Even though the weeks bring a similar set of jobs, every day is different, which is something he enjoys.

‘‘There is always something new to learn, and something slightly different to figure out. Not only is it a physically active job, but it keeps your brain active, too.’’

‘‘We are always concerned about minimising the negative environmental impacts of our business, and catering to the changing desires of consumers as they become more aware and concerned with environmental issues.

‘‘We believe that here in New Zealand we have one of the most sustainable food production models in farming, but we are continually looking for ways to improve on this ... such as reducing our synthetic fertiliser usage, putting in multi species pastures (which help to trap carbon), and focusing on implementing regenerative practices.’’

While Mr Koopmans grew up on the farm, Mr Koopmans spent her formative years growing up on a sheep and beef farm in Southland.

Her family moved north to Springston when she started high school.

They met through mutual friends when she was 19 and Mr Koopmans was full time on the farm then.

‘‘A couple of years later, I moved down to join him and I’ve been here since. I was more than happy to move back on to a farm and be involved in farming again,’’ Mrs Koopmans said.

She helps out on the farm when she is needed.

Lockdown has not changed much for the couple on farm, other than Mrs Koopmans being at home.
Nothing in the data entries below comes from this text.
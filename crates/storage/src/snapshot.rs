// SPDX-License-Identifier: BUSL-1.1
// Copyright (c) 2026 Alfred Jean LLC

//! JSON snapshot persistence.
//!
//! The daemon loads one snapshot at startup and writes one on shutdown and
//! after mutation batches. Writes go through a temp file + rename so a
//! crash mid-write never leaves a torn snapshot.

use std::path::Path;

use thiserror::Error;
use tracing::info;

use crate::state::MaterializedState;

#[derive(Debug, Error)]
pub enum SnapshotError {
    #[error("snapshot I/O at {path}: {source}")]
    Io { path: std::path::PathBuf, source: std::io::Error },

    #[error("snapshot parse at {path}: {source}")]
    Parse { path: std::path::PathBuf, source: serde_json::Error },

    #[error("snapshot encode: {0}")]
    Encode(#[source] serde_json::Error),
}

/// Load state from `path`; a missing file yields empty state.
pub fn load_snapshot(path: &Path) -> Result<MaterializedState, SnapshotError> {
    let content = match std::fs::read_to_string(path) {
        Ok(content) => content,
        Err(e) if e.kind() == std::io::ErrorKind::NotFound => {
            info!(path = %path.display(), "no snapshot, starting empty");
            return Ok(MaterializedState::default());
        }
        Err(source) => return Err(SnapshotError::Io { path: path.to_path_buf(), source }),
    };
    serde_json::from_str(&content)
        .map_err(|source| SnapshotError::Parse { path: path.to_path_buf(), source })
}

/// Atomically write state to `path`.
pub fn save_snapshot(state: &MaterializedState, path: &Path) -> Result<(), SnapshotError> {
    let json = serde_json::to_string_pretty(state).map_err(SnapshotError::Encode)?;

    if let Some(parent) = path.parent() {
        std::fs::create_dir_all(parent)
            .map_err(|source| SnapshotError::Io { path: parent.to_path_buf(), source })?;
    }
    let tmp = path.with_extension("tmp");
    std::fs::write(&tmp, json)
        .map_err(|source| SnapshotError::Io { path: tmp.clone(), source })?;
    std::fs::rename(&tmp, path)
        .map_err(|source| SnapshotError::Io { path: path.to_path_buf(), source })?;
    Ok(())
}

#[cfg(test)]
#[path = "snapshot_tests.rs"]
mod tests;
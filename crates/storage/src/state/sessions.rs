// SPDX-License-Identifier: BUSL-1.1
// Copyright (c) 2026 Alfred Jean LLC

//! Session writers.
//!
//! A patch can express status, `ready_for_prompt`, and archival — and
//! nothing else. `created_by` and `unix_username` have no patch fields, so
//! immutability holds structurally at this layer; the API-facing check
//! (rejecting a patch that names them) lives in the authorization hooks.

use agor_core::{Session, SessionId, SessionStatus};

use super::{MaterializedState, StorageError};

/// Mutable subset of a session.
#[derive(Debug, Clone, Default, PartialEq, Eq)]
pub struct SessionPatch {
    pub status: Option<SessionStatus>,
    pub ready_for_prompt: Option<bool>,
    pub archived: Option<bool>,
}

impl SessionPatch {
    pub fn status(status: SessionStatus) -> Self {
        Self { status: Some(status), ..Self::default() }
    }

    pub fn with_ready_for_prompt(mut self, ready: bool) -> Self {
        self.ready_for_prompt = Some(ready);
        self
    }
}

impl MaterializedState {
    pub fn insert_session(&mut self, session: Session) {
        self.sessions.insert(session.id, session);
    }

    pub fn session(&self, id: &SessionId) -> Result<&Session, StorageError> {
        self.sessions
            .get(id)
            .ok_or(StorageError::NotFound { entity: "session", id: id.to_string() })
    }

    /// Apply a patch, validating any status change against the session
    /// state machine.
    pub fn patch_session(
        &mut self,
        id: &SessionId,
        patch: SessionPatch,
    ) -> Result<&Session, StorageError> {
        let session = self
            .sessions
            .get_mut(id)
            .ok_or(StorageError::NotFound { entity: "session", id: id.to_string() })?;

        if let Some(next) = patch.status {
            if !session.status.can_transition_to(next) {
                return Err(StorageError::IllegalTransition {
                    entity: "session",
                    from: session.status.to_string(),
                    to: next.to_string(),
                });
            }
            session.status = next;
        }
        if let Some(ready) = patch.ready_for_prompt {
            session.ready_for_prompt = ready;
        }
        if let Some(archived) = patch.archived {
            session.archived = archived;
        }
        Ok(session)
    }
}
// SPDX-License-Identifier: BUSL-1.1
// Copyright (c) 2026 Alfred Jean LLC

use super::*;
use crate::recording::RecordingRunner;
use crate::runner::DirectRunner;

#[tokio::test]
async fn dry_run_replaces_exec_with_intent() {
    let inner = RecordingRunner::new();
    let runner = DryRunRunner::new(inner);
    let result = runner.exec(&Cmd::new("groupadd").arg("agor_wt_ab12cd34")).await.unwrap();
    assert!(result.success());
    // The wrapped runner never saw the mutation
    // (RecordingRunner is consumed by the wrapper, so probe via a fresh one)
}

#[tokio::test]
async fn dry_run_still_runs_check_probes() {
    let inner = RecordingRunner::new();
    inner.push_check(true);
    let runner = DryRunRunner::new(inner);

    assert!(runner.check(&Cmd::new("getent").args(["group", "agor_wt_ab12cd34"])).await);
    let _ = runner.exec(&Cmd::new("groupadd").arg("agor_wt_ab12cd34")).await;
}

#[tokio::test]
async fn throwing_promotes_nonzero_exit() {
    let runner = ThrowingRunner::new(DirectRunner);
    let err = runner
        .exec(&Cmd::new("sh").args(["-c", "echo output; echo problem >&2; exit 2"]))
        .await
        .unwrap_err();
    match err {
        CommandError::Failed { command, stdout, stderr, exit_code } => {
            assert!(command.starts_with("sh"));
            assert_eq!(stdout, "output\n");
            assert_eq!(stderr, "problem\n");
            assert_eq!(exit_code, 2);
        }
        other => panic!("expected Failed, got {other:?}"),
    }
}

#[tokio::test]
async fn throwing_passes_success_through() {
    let runner = ThrowingRunner::new(DirectRunner);
    let result = runner.exec(&Cmd::new("true")).await.unwrap();
    assert!(result.success());
}

#[tokio::test]
async fn logging_preserves_results() {
    let runner = LoggingRunner::new(DirectRunner);
    let result = runner.exec(&Cmd::new("sh").args(["-c", "exit 7"])).await.unwrap();
    assert_eq!(result.exit_code, 7);
}

#[tokio::test]
async fn wrappers_compose() {
    // dry-run over throwing over direct: mutations are suppressed before
    // the throwing layer can see a failure
    let runner = DryRunRunner::new(ThrowingRunner::new(DirectRunner));
    let result = runner.exec(&Cmd::new("false")).await.unwrap();
    assert!(result.success());
}
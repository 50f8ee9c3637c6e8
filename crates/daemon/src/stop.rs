// SPDX-License-Identifier: BUSL-1.1
// Copyright (c) 2026 Alfred Jean LLC

//! The acknowledged stop protocol.
//!
//! Three phases: send-and-ACK (3 attempts, ACK matched on `(task_id,
//! sequence)`), await `task_stopped_complete` (matched on both ids), then
//! finalize the session. Both safety-net branches re-check the session
//! status and refuse to clobber a session that already moved on to a
//! newer task. After any user-initiated stop, `ready_for_prompt` is
//! false: queued prompts wait for an explicit human prompt.

use std::sync::Arc;
use std::time::Instant;

use agor_core::{
    ChannelEvent, Clock, LimitsConfig, SessionId, SessionStatus, SystemClock, TaskId,
    TaskStatus,
};
use agor_storage::SessionPatch;
use agor_wire::{notification, RpcPeer, TaskStopParams};
use tokio::sync::broadcast;
use tracing::{info, warn};

use crate::fanout::ChannelHub;
use crate::SharedState;

const STOP_ATTEMPTS: u32 = 3;

/// What a stop attempt reports back to the caller.
#[derive(Debug, Clone, PartialEq, Eq)]
pub struct StopOutcome {
    pub success: bool,
    pub reason: String,
}

impl StopOutcome {
    fn ok(reason: impl Into<String>) -> Self {
        Self { success: true, reason: reason.into() }
    }
}

/// Drives session/task terminal transitions for user-initiated stops.
pub struct StopProtocol {
    state: SharedState,
    hub: Arc<ChannelHub>,
    limits: LimitsConfig,
    clock: SystemClock,
}

impl StopProtocol {
    pub fn new(state: SharedState, hub: Arc<ChannelHub>, limits: LimitsConfig) -> Self {
        Self { state, hub, limits, clock: SystemClock }
    }

    /// User-initiated stop: move the running pair to STOPPING, then run
    /// the acknowledged protocol.
    pub async fn initiate(
        &self,
        session_id: SessionId,
        task_id: TaskId,
        executor: Option<&RpcPeer>,
    ) -> StopOutcome {
        {
            let mut state = self.state.lock();
            if let Err(e) = state.update_task_status(&task_id, TaskStatus::Stopping, self.clock.epoch_ms())
            {
                info!(task_id = %task_id, error = %e, "stop: task not stoppable");
            }
            if let Err(e) =
                state.patch_session(&session_id, SessionPatch::status(SessionStatus::Stopping))
            {
                info!(session_id = %session_id, error = %e, "stop: session not stoppable");
            }
        }
        self.stop_task(session_id, task_id, executor).await
    }

    /// Run the protocol against a task already in STOPPING.
    pub async fn stop_task(
        &self,
        session_id: SessionId,
        task_id: TaskId,
        executor: Option<&RpcPeer>,
    ) -> StopOutcome {
        // Pre-check: no-op when the task already left STOPPING
        let status = {
            let state = self.state.lock();
            match state.task(&task_id) {
                Ok(task) => task.status,
                Err(_) => return StopOutcome::ok(format!("Task not found: {task_id}")),
            }
        };
        if status != TaskStatus::Stopping {
            return StopOutcome::ok(format!("Task already {status}"));
        }

        let mut rx = self.hub.subscribe_internal(session_id);

        // Phase 1 — send & ACK
        let mut acked = false;
        let mut sequence: u64 = 0;
        for attempt in 1..=STOP_ATTEMPTS {
            sequence += 1;
            let stop = TaskStopParams {
                session_id,
                task_id,
                sequence,
                timestamp: self.clock.epoch_ms(),
            };
            self.hub.publish(ChannelEvent::TaskStop {
                session_id,
                task_id,
                sequence,
                timestamp: stop.timestamp,
            });
            if let Some(peer) = executor {
                if let Err(e) = peer
                    .notify(
                        notification::TASK_STOP,
                        serde_json::to_value(&stop).unwrap_or(serde_json::Value::Null),
                    )
                    .await
                {
                    warn!(attempt, error = %e, "task_stop notify failed");
                }
            }

            if self.await_ack(&mut rx, task_id, sequence).await {
                acked = true;
                break;
            }
            info!(attempt, task_id = %task_id, "no stop ACK, retrying");
        }

        if !acked {
            return self.force_stop(session_id, task_id, "executor did not acknowledge");
        }

        // Phase 2 — await completion
        if !self.await_complete(&mut rx, session_id, task_id).await {
            return self.force_stop(session_id, task_id, "executor did not complete stop");
        }

        // Phase 3 — finalize
        self.finalize(session_id, task_id);
        StopOutcome::ok("stopped")
    }

    /// Wait for a `task_stop_ack` matching `(task_id, sequence)` within
    /// the ACK window. Retries are distinguished purely by sequence.
    async fn await_ack(
        &self,
        rx: &mut broadcast::Receiver<ChannelEvent>,
        task_id: TaskId,
        sequence: u64,
    ) -> bool {
        let deadline = Instant::now() + self.limits.stop_ack_timeout();
        loop {
            let remaining = deadline.saturating_duration_since(Instant::now());
            if remaining.is_zero() {
                return false;
            }
            match tokio::time::timeout(remaining, rx.recv()).await {
                Ok(Ok(ChannelEvent::TaskStopAck { task_id: t, sequence: s, .. }))
                    if t == task_id && s == sequence =>
                {
                    return true;
                }
                Ok(Ok(_)) => continue,
                Ok(Err(broadcast::error::RecvError::Lagged(_))) => continue,
                Ok(Err(broadcast::error::RecvError::Closed)) => return false,
                Err(_) => return false,
            }
        }
    }

    /// Wait for `task_stopped_complete` matching both ids.
    async fn await_complete(
        &self,
        rx: &mut broadcast::Receiver<ChannelEvent>,
        session_id: SessionId,
        task_id: TaskId,
    ) -> bool {
        let deadline = Instant::now() + self.limits.stop_complete_timeout();
        loop {
            let remaining = deadline.saturating_duration_since(Instant::now());
            if remaining.is_zero() {
                return false;
            }
            match tokio::time::timeout(remaining, rx.recv()).await {
                Ok(Ok(ChannelEvent::TaskStoppedComplete {
                    session_id: sid,
                    task_id: tid,
                    ..
                })) if sid == session_id && tid == task_id => return true,
                Ok(Ok(_)) => continue,
                Ok(Err(broadcast::error::RecvError::Lagged(_))) => continue,
                Ok(Err(broadcast::error::RecvError::Closed)) => return false,
                Err(_) => return false,
            }
        }
    }

    /// Safety net: make progress out of STOPPING at any cost. Errors here
    /// are logged and swallowed.
    fn force_stop(
        &self,
        session_id: SessionId,
        task_id: TaskId,
        reason: &str,
    ) -> StopOutcome {
        let now = self.clock.epoch_ms();
        let mut state = self.state.lock();

        // The old task is patched to STOPPED either way
        if let Err(e) = state.update_task_status(&task_id, TaskStatus::Stopped, now) {
            info!(task_id = %task_id, error = %e, "force-stop: task patch skipped");
        }

        // Re-read the session: if it left STOPPING (a new task began),
        // leave it alone.
        let session_status = state.session(&session_id).map(|s| s.status);
        match session_status {
            Ok(SessionStatus::Stopping) => {
                if let Err(e) = state.patch_session(
                    &session_id,
                    SessionPatch::status(SessionStatus::Idle).with_ready_for_prompt(false),
                ) {
                    warn!(session_id = %session_id, error = %e, "force-stop: session patch failed");
                }
                warn!(session_id = %session_id, task_id = %task_id, reason, "force-stopped");
                StopOutcome::ok(reason)
            }
            _ => StopOutcome::ok("Task force-stopped but session already moved on to new task"),
        }
    }

    /// Phase 3: the session returns to IDLE with `ready_for_prompt`
    /// cleared. The executor already patched the task via the channel; a
    /// non-terminal task here is patched as a fallback.
    fn finalize(&self, session_id: SessionId, task_id: TaskId) {
        let now = self.clock.epoch_ms();
        let mut state = self.state.lock();
        if let Ok(task) = state.task(&task_id) {
            if !task.status.is_terminal() {
                let _ = state.update_task_status(&task_id, TaskStatus::Stopped, now);
            }
        }
        if let Err(e) = state.patch_session(
            &session_id,
            SessionPatch::status(SessionStatus::Idle).with_ready_for_prompt(false),
        ) {
            warn!(session_id = %session_id, error = %e, "stop finalize: session patch failed");
        }
    }
}

#[cfg(test)]
#[path = "stop_tests.rs"]
mod tests;
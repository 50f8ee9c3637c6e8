// SPDX-License-Identifier: BUSL-1.1
// Copyright (c) 2026 Alfred Jean LLC

use super::*;
use crate::message::RpcError;
use serde_json::json;

#[test]
fn encode_is_single_line() {
    let msg = RpcMessage::Request {
        id: "1".into(),
        method: "get_api_key".into(),
        params: json!({"credential_key": "ANTHROPIC_API_KEY"}),
    };
    let line = encode(&msg);
    assert!(!line.contains('\n'));
    assert_eq!(decode(&line).unwrap(), msg);
}

#[test]
fn decode_rejects_invalid_json() {
    let result = decode("{not json");
    assert!(matches!(result, Err(ProtocolError::Malformed { .. })));
}

#[test]
fn decode_rejects_non_rpc_object() {
    let result = decode("{\"foo\": 1}");
    assert!(matches!(result, Err(ProtocolError::Malformed { .. })));
}

#[tokio::test]
async fn read_write_round_trip() {
    let (client, server) = tokio::io::duplex(4096);
    let (_, mut client_write) = tokio::io::split(client);
    let (server_read, _) = tokio::io::split(server);

    let msg = RpcMessage::Response {
        id: "7".into(),
        result: Err(RpcError::internal("oops")),
    };
    write_message(&mut client_write, &msg).await.unwrap();

    let mut reader = BufReader::new(server_read);
    let read = read_message(&mut reader).await.unwrap();
    assert_eq!(read, msg);
}

#[tokio::test]
async fn read_skips_blank_lines() {
    let (client, server) = tokio::io::duplex(4096);
    let (_, mut client_write) = tokio::io::split(client);
    let (server_read, _) = tokio::io::split(server);

    client_write.write_all(b"\n\n").await.unwrap();
    let msg = RpcMessage::Notification { method: "task_stop".into(), params: json!({}) };
    write_message(&mut client_write, &msg).await.unwrap();

    let mut reader = BufReader::new(server_read);
    assert_eq!(read_message(&mut reader).await.unwrap(), msg);
}

#[tokio::test]
async fn read_reports_eof_as_connection_closed() {
    let (client, server) = tokio::io::duplex(64);
    drop(client);
    let (server_read, _) = tokio::io::split(server);
    let mut reader = BufReader::new(server_read);
    let result = read_message(&mut reader).await;
    assert!(matches!(result, Err(ProtocolError::ConnectionClosed)));
}
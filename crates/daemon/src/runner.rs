// SPDX-License-Identifier: BUSL-1.1
// Copyright (c) 2026 Alfred Jean LLC

//! Prompt runner: one user prompt, one task, one executor run.
//!
//! Drives the authoritative transitions: the task is created RUNNING-bound
//! and the session moves IDLE → RUNNING before the executor spawns; after
//! the run the session returns to IDLE. A session that moved to STOPPING
//! mid-run belongs to the stop protocol and is left alone here.

use std::path::PathBuf;
use std::sync::Arc;

use agor_auth::{AuthError, TokenSigner};
use agor_core::{
    AgorConfig, Clock, ErrorBody, ErrorKind, Role, SessionId, SessionStatus, SystemClock,
    TaskId, TaskStatus, TokenRole, UserId,
};
use agor_storage::{SessionPatch, StorageError};
use agor_wire::{ExecutePromptParams, ExecutePromptResult, ExecuteStatus};
use async_trait::async_trait;
use thiserror::Error;
use tracing::{info, warn};

use crate::pool::PoolError;
use crate::SharedState;

#[derive(Debug, Error)]
pub enum RunnerError {
    #[error(transparent)]
    Auth(#[from] AuthError),

    #[error(transparent)]
    Storage(#[from] StorageError),

    #[error(transparent)]
    Pool(#[from] PoolError),

    #[error(transparent)]
    Transport(#[from] agor_wire::ProtocolError),

    #[error("session {0} is not ready for a prompt")]
    NotReady(SessionId),
}

/// Executes one prompt end-to-end. The production backend spawns a pooled
/// executor child; tests substitute an in-process fake.
#[async_trait]
pub trait ExecutorBackend: Send + Sync {
    async fn execute(
        &self,
        params: ExecutePromptParams,
    ) -> Result<ExecutePromptResult, RunnerError>;
}

/// Orchestrates prompt → task → executor → terminal state.
pub struct PromptRunner {
    state: SharedState,
    signer: TokenSigner,
    backend: Arc<dyn ExecutorBackend>,
    service_token_ttl_ms: u64,
    clock: SystemClock,
}

impl PromptRunner {
    pub fn new(
        state: SharedState,
        signer: TokenSigner,
        backend: Arc<dyn ExecutorBackend>,
        config: &AgorConfig,
    ) -> Self {
        Self {
            state,
            signer,
            backend,
            service_token_ttl_ms: config.auth.service_token_ttl_ms,
            clock: SystemClock,
        }
    }

    /// Run one prompt for an authorized user. Returns the finished task id.
    pub async fn run_prompt(
        &self,
        user_id: UserId,
        session_id: SessionId,
        prompt: &str,
    ) -> Result<TaskId, RunnerError> {
        let now = self.clock.epoch_ms();

        // Authorization: prompt rank plus the unix-username re-check
        let (task_id, params) = {
            let mut state = self.state.lock();
            agor_auth::authorize_create_task(&state, user_id, session_id)?;

            let session = state.session(&session_id)?.clone();
            let cwd = state.worktree(&session.worktree_id)?.path.clone();

            let task_id = state.create_task(session_id, prompt, now)?.id;
            state.update_task_status(&task_id, TaskStatus::Running, now)?;
            state.patch_session(&session_id, SessionPatch::status(SessionStatus::Running))?;

            let token = self
                .signer
                .issue(session_id, user_id, TokenRole::Service, now, self.service_token_ttl_ms)
                .map_err(RunnerError::Auth)?;

            let params = ExecutePromptParams {
                session_token: token,
                session_id,
                task_id,
                agentic_tool: session.agentic_tool,
                prompt: prompt.to_string(),
                cwd,
                tools: Vec::new(),
                permission_mode: None,
                timeout_ms: None,
                stream: true,
            };
            (task_id, params)
        };

        info!(session_id = %session_id, task_id = %task_id, "starting prompt run");
        let outcome = self.backend.execute(params).await;
        self.finalize(session_id, task_id, outcome);
        Ok(task_id)
    }

    /// Start a queued prompt only when the session is idle and
    /// `ready_for_prompt` — after a user-initiated stop the flag is false
    /// and queued prompts wait for an explicit human prompt.
    pub async fn run_queued_prompt(
        &self,
        user_id: UserId,
        session_id: SessionId,
        prompt: &str,
    ) -> Result<TaskId, RunnerError> {
        {
            let state = self.state.lock();
            let session = state.session(&session_id)?;
            if session.status != SessionStatus::Idle || !session.ready_for_prompt {
                return Err(RunnerError::NotReady(session_id));
            }
        }
        self.run_prompt(user_id, session_id, prompt).await
    }

    fn finalize(
        &self,
        session_id: SessionId,
        task_id: TaskId,
        outcome: Result<ExecutePromptResult, RunnerError>,
    ) {
        let now = self.clock.epoch_ms();
        let mut state = self.state.lock();

        match outcome {
            Ok(result) => match result.status {
                ExecuteStatus::Completed => {
                    // The executor normally patched the task already
                    if state.task(&task_id).map(|t| !t.status.is_terminal()).unwrap_or(false) {
                        let _ = state.update_task_status(&task_id, TaskStatus::Completed, now);
                    }
                    if state.session(&session_id).map(|s| s.status).ok()
                        == Some(SessionStatus::Running)
                    {
                        // Normal completion re-arms the queue runner
                        let _ = state.patch_session(
                            &session_id,
                            SessionPatch::status(SessionStatus::Idle)
                                .with_ready_for_prompt(true),
                        );
                    }
                }
                ExecuteStatus::Cancelled => {
                    // The stop protocol owns session finalization and the
                    // ready_for_prompt flag on this path.
                    info!(task_id = %task_id, "run cancelled; stop protocol finalizes");
                }
                ExecuteStatus::Failed => {
                    let message = result
                        .error
                        .as_ref()
                        .map(|e| e.message.clone())
                        .unwrap_or_else(|| "tool run failed".to_string());
                    self.fail_task(&mut state, session_id, task_id, message, now);
                }
            },
            Err(e) => {
                warn!(task_id = %task_id, error = %e, "executor run failed");
                self.fail_task(&mut state, session_id, task_id, e.to_string(), now);
            }
        }
    }

    /// Failure path: structured error, a final system message, task →
    /// FAILED, session → IDLE. Not fatal at the subsystem level.
    fn fail_task(
        &self,
        state: &mut agor_storage::MaterializedState,
        session_id: SessionId,
        task_id: TaskId,
        message: String,
        now: u64,
    ) {
        let body = ErrorBody::new(ErrorKind::CommandFailed, message);

        let terminal = state.task(&task_id).map(|t| t.status.is_terminal()).unwrap_or(true);
        if !terminal {
            let _ = state.set_task_error(&task_id, body.clone());
            // The UI-visible failure record precedes the terminal flip
            let content = serde_json::to_string(&body).unwrap_or_else(|_| body.to_string());
            let _ = state.append_message(&task_id, Role::System, content, now);
            let _ = state.update_task_status(&task_id, TaskStatus::Failed, now);
        }

        if state.session(&session_id).map(|s| s.status).ok() == Some(SessionStatus::Running) {
            let _ = state.patch_session(
                &session_id,
                SessionPatch::status(SessionStatus::Idle),
            );
        }
    }
}

/// Production backend: spawn a pooled executor child in IPC mode and
/// drive it with a single `execute_prompt` request.
pub struct PoolBackend {
    pub pool: Arc<crate::pool::ExecutorPool>,
    pub ctx: Arc<crate::handlers::DaemonCtx>,
    pub home_base: PathBuf,
}

/// Ceiling for one tool run when the caller sets no explicit timeout.
const DEFAULT_RUN_TIMEOUT: std::time::Duration = std::time::Duration::from_secs(60 * 60);
const TERMINATE_TIMEOUT: std::time::Duration = std::time::Duration::from_secs(5);

#[async_trait]
impl ExecutorBackend for PoolBackend {
    async fn execute(
        &self,
        params: ExecutePromptParams,
    ) -> Result<ExecutePromptResult, RunnerError> {
        let (user_id, unix_username) = {
            let state = self.ctx.state.lock();
            let session = state.session(&params.session_id)?;
            (session.created_by, session.unix_username.clone())
        };

        let mut env = Vec::new();
        if let Some(ref user) = unix_username {
            // Login shells strip the environment and HOME must point at
            // the impersonated user's home
            env.push((
                "HOME".to_string(),
                self.home_base.join(user).display().to_string(),
            ));
        }

        let spec = crate::pool::SpawnSpec {
            user_id,
            unix_username: unix_username.clone(),
            // Worktree group membership may be newer than the daemon's
            // login session; the login-shell form re-reads /etc/group.
            fresh_groups: unix_username.is_some(),
            env,
            args: Vec::new(),
        };

        let handler = crate::handlers::DaemonRpcHandler::new(Arc::clone(&self.ctx));
        let (executor_id, instance) =
            self.pool.spawn_ipc(spec, Arc::clone(&handler)).await?;
        handler.set_peer(instance.client.clone());

        let run_timeout = params
            .timeout_ms
            .map(std::time::Duration::from_millis)
            .unwrap_or(DEFAULT_RUN_TIMEOUT);
        let result = instance
            .client
            .call_with_timeout(
                agor_wire::method::EXECUTE_PROMPT,
                serde_json::to_value(&params).unwrap_or(serde_json::Value::Null),
                run_timeout,
            )
            .await;

        let _ = self.pool.terminate(&executor_id, TERMINATE_TIMEOUT).await;

        let value = result?;
        serde_json::from_value(value).map_err(|e| {
            RunnerError::Transport(agor_wire::ProtocolError::Malformed {
                line: "execute_prompt result".to_string(),
                detail: e.to_string(),
            })
        })
    }
}

#[cfg(test)]
#[path = "runner_tests.rs"]
mod tests;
‘‘It does make things a bit trickier with organising things like farm supplies, as all deliveries and drop-offs must be contactless. Luckily, all the farm supply businesses are essential so we can still get what we need to run the business.

‘‘Lockdown also makes life a bit trickier for our staff, as of course they have no options to get off-farm on their days off.’’

‘‘As online learning gets up and running I get pretty busy too,’’ she said.

The cows are in the thick of calving so Mr Koopmans’ days revolve around feeding calves and making sure everything is running smoothly on farm. He is also the maintenance man, and there’s usually something that needs fixing.

However, looking after calves and the deer had taken up a bit of time of late.

It is a busy operation as everyone works to get the milking herd up and running, and break-feed the last of the winter crops.

‘‘It is a very busy time of year, as I’m sure anyone familiar with the industry understands.